Research
A hallmark of our immune system is the ability to discriminate between self and non-self molecules. To achieve this goal, cells utilize various sensors to recognize patterns frequently found in pathogens. These sensors are known as Pattern Recognition Receptors (PRRs). PRRs recognize DNA and RNA from microbial and viral pathogens. For example, in the cytosol, cGAS detects both viral and host DNA while RIG-I and MDA5 detect RNA. These sensors pass down the signals through different adapter proteins, which eventually merge to trigger the interferon (IFN) immune response, as the body’s first line of defense against viruses. Yet how cells avoid unwanted recognition of self molecules to prevent autoimmunity is poorly understood.
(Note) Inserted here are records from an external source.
//! LifeTube Application - Session and request gateway
//!
//! This crate defines the application layer with:
//! - Port traits (transport, token storage, credential supply)
//! - The authorized request gateway and its error taxonomy
//! - The session store
//! - Typed endpoint namespaces

pub mod api;
pub mod client;
pub mod error;
pub mod gateway;
pub mod ports;
pub mod session;

pub use api::{AuthApi, CommentsApi, UsersApi, VideosApi};
pub use client::LifeTubeClient;
pub use error::{FieldError, GatewayError, GatewayResult, SessionError, SessionResult};
pub use gateway::Gateway;
pub use ports::{
    Anonymous, CredentialProvider, HttpTransport, StorageError, TokenStorage, TransportError,
    TransportRequest, TransportResponse,
};
pub use session::SessionStore;
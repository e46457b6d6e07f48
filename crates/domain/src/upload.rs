//! Video upload form.

use crate::error::{DomainError, DomainResult};
use crate::request::{MultipartForm, UploadFile};
use crate::video::DEFAULT_CATEGORY;

/// Message shown when an upload fails without a backend explanation.
pub const UPLOAD_FALLBACK_MESSAGE: &str = "Failed to upload video";

/// Everything needed for `POST /videos/upload`.
#[derive(Debug, Clone, PartialEq, Eq)]
pub struct VideoUpload {
    /// Title, required.
    pub title: String,
    /// Description.
    pub description: String,
    /// Category name.
    pub category: String,
    /// Comma separated tags, sent verbatim.
    pub tags: String,
    /// The media file.
    pub video: UploadFile,
    /// Optional custom thumbnail.
    pub thumbnail: Option<UploadFile>,
}

impl VideoUpload {
    /// Creates an upload in the default category.
    #[must_use]
    pub fn new(title: impl Into<String>, video: UploadFile) -> Self {
        Self {
            title: title.into(),
            description: String::new(),
            category: DEFAULT_CATEGORY.to_string(),
            tags: String::new(),
            video,
            thumbnail: None,
        }
    }

    /// Sets the description.
    #[must_use]
    pub fn description(mut self, description: impl Into<String>) -> Self {
        self.description = description.into();
        self
    }

    /// Sets the category.
    #[must_use]
    pub fn category(mut self, category: impl Into<String>) -> Self {
        self.category = category.into();
        self
    }

    /// Sets the tags.
    #[must_use]
    pub fn tags(mut self, tags: impl Into<String>) -> Self {
        self.tags = tags.into();
        self
    }

    /// Attaches a thumbnail.
    #[must_use]
    pub fn thumbnail(mut self, thumbnail: UploadFile) -> Self {
        self.thumbnail = Some(thumbnail);
        self
    }

    /// Checks the form before anything is sent.
    ///
    /// # Errors
    ///
    /// Returns [`DomainError::InvalidUpload`] if the title is blank or the
    /// video file is empty.
    pub fn validate(&self) -> DomainResult<()> {
        if self.title.trim().is_empty() {
            return Err(DomainError::InvalidUpload("title is required".to_string()));
        }
        if self.video.bytes.is_empty() {
            return Err(DomainError::InvalidUpload(
                "please select a video file".to_string(),
            ));
        }
        Ok(())
    }

    /// Validates and converts into the multipart form the backend expects.
    ///
    /// # Errors
    ///
    /// Returns the validation error from [`validate`](Self::validate).
    pub fn into_form(self) -> DomainResult<MultipartForm> {
        self.validate()?;
        let mut form = MultipartForm::new().file("video", self.video);
        if let Some(thumbnail) = self.thumbnail {
            form = form.file("thumbnail", thumbnail);
        }
        Ok(form
            .text("title", self.title)
            .text("description", self.description)
            .text("category", self.category)
            .text("tags", self.tags))
    }
}
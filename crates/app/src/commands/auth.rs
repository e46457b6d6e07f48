use std::io::Write;

use lifetube_application::LifeTubeClient;
use lifetube_domain::{Credentials, Registration};

use crate::error::{CliError, CliResult};
use crate::output;

pub async fn register(
    client: &LifeTubeClient,
    out: &mut (dyn Write + Send),
    username: String,
    email: String,
    password: String,
) -> CliResult<()> {
    let session = client
        .session()
        .register(&Registration::new(username, email, password))
        .await?;
    let user = session.user().ok_or(CliError::NotLoggedIn)?;
    writeln!(out, "Welcome to LifeTube, {}!", user.username)?;
    Ok(())
}

pub async fn login(
    client: &LifeTubeClient,
    out: &mut (dyn Write + Send),
    username: String,
    password: String,
) -> CliResult<()> {
    let session = client
        .session()
        .login(&Credentials::new(username, password))
        .await?;
    let user = session.user().ok_or(CliError::NotLoggedIn)?;
    writeln!(out, "Logged in as {}.", user.username)?;
    Ok(())
}

pub async fn logout(client: &LifeTubeClient, out: &mut (dyn Write + Send)) -> CliResult<()> {
    let was_logged_in = client.session().is_authenticated();
    client.session().logout().await?;
    if was_logged_in {
        writeln!(out, "Logged out.")?;
    } else {
        writeln!(out, "Not logged in.")?;
    }
    Ok(())
}

pub fn whoami(client: &LifeTubeClient, out: &mut (dyn Write + Send)) -> CliResult<()> {
    let user = super::require_login(client)?;
    output::user(out, client, &user)?;
    Ok(())
}
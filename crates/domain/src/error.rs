//! Domain error types

use thiserror::Error;

/// Domain-level errors that can occur during validation or processing.
#[derive(Debug, Error, Clone, PartialEq, Eq)]
pub enum DomainError {
    /// The provided URL is invalid or malformed.
    #[error("invalid URL: {0}")]
    InvalidUrl(String),

    /// The request body is invalid for the given content type.
    #[error("invalid body: {0}")]
    InvalidBody(String),

    /// An identifier is invalid or empty.
    #[error("invalid identifier: {0}")]
    InvalidIdentifier(String),

    /// An upload form is missing a required field.
    #[error("invalid upload: {0}")]
    InvalidUpload(String),

    /// A comment has no visible text.
    #[error("comment text must not be empty")]
    EmptyComment,
}

/// Result type alias for domain operations.
pub type DomainResult<T> = Result<T, DomainError>;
MDA5 is a cytosolic receptor that recognizes viral double-stranded RNAs (dsRNAs) to activate the antiviral IFN response. How does MDA5 avoid sensing self dsRNAs? The answer is Adenosine-to-Inosine (A-to-I) RNA editing catalyzed by ADAR that labels endogenous dsRNAs as self to evade MDA5 sensing. Mice deficient with ADAR1 editing are embryonic lethal, but can be rescued to full life span when MDA5 is removed. In humans, ADAR1 loss-of-function and MDA5 gain-of-function mutations lead to rare autoimmune diseases such as Aicardi-Gouteries Syndrome. While aberrant activation of MDA5 sensing is deleterious in healthy individuals, it can be beneficial in cancer immunotherapy. RNA editing occurs at millions of sites across human tissues (Tan, Li et al., Nature 2017), but it was unclear which dsRNAs, if not properly edited, are immunogenic, and what role the ADAR1-dsRNA-MDA5 axis plays in common diseases.
During Dr. Li’s postdoctoral training, he turned to human genetics for answers to these questions. He discovered that RNA editing quantitative trait loci (edQTLs) are strongly enriched in GWAS signals of common inflammatory diseases, even more than gene expression QTL and RNA splicing QTL. Furthermore, he showed that GWAS risk alleles, by each reducing editing level of their nearby immunogenic dsRNAs, can collectively elicit MDA5-dependent dsRNA sensing and subsequent chronic inflammation in a wide range of autoimmune and inflammatory diseases (Li et al., Nature 2022). These findings, based on well-established mechanism and human genetic evidence, show that insufficient RNA editing is a major risk factor underlying inflammatory diseases.
Our lab’s research goal is to advance basic understanding of dsRNA editing and sensing to develop better tools for diagnosis and treatment of inflammatory disease patients. Specifically, we ask three questions:
- How do self dsRNAs evade innate immune sensing?
- How do disease associated genetic variants affect dsRNA editing and sensing?
- Which disease relevant cells are the trigger of immune response due to unwanted RNA sensing?
We employ an integrated approach including both computational and experimental tools to address basic questions in dsRNA editing and sensing. By doing so, we aim to bring new insights into autoimmunity and RNA therapeutics.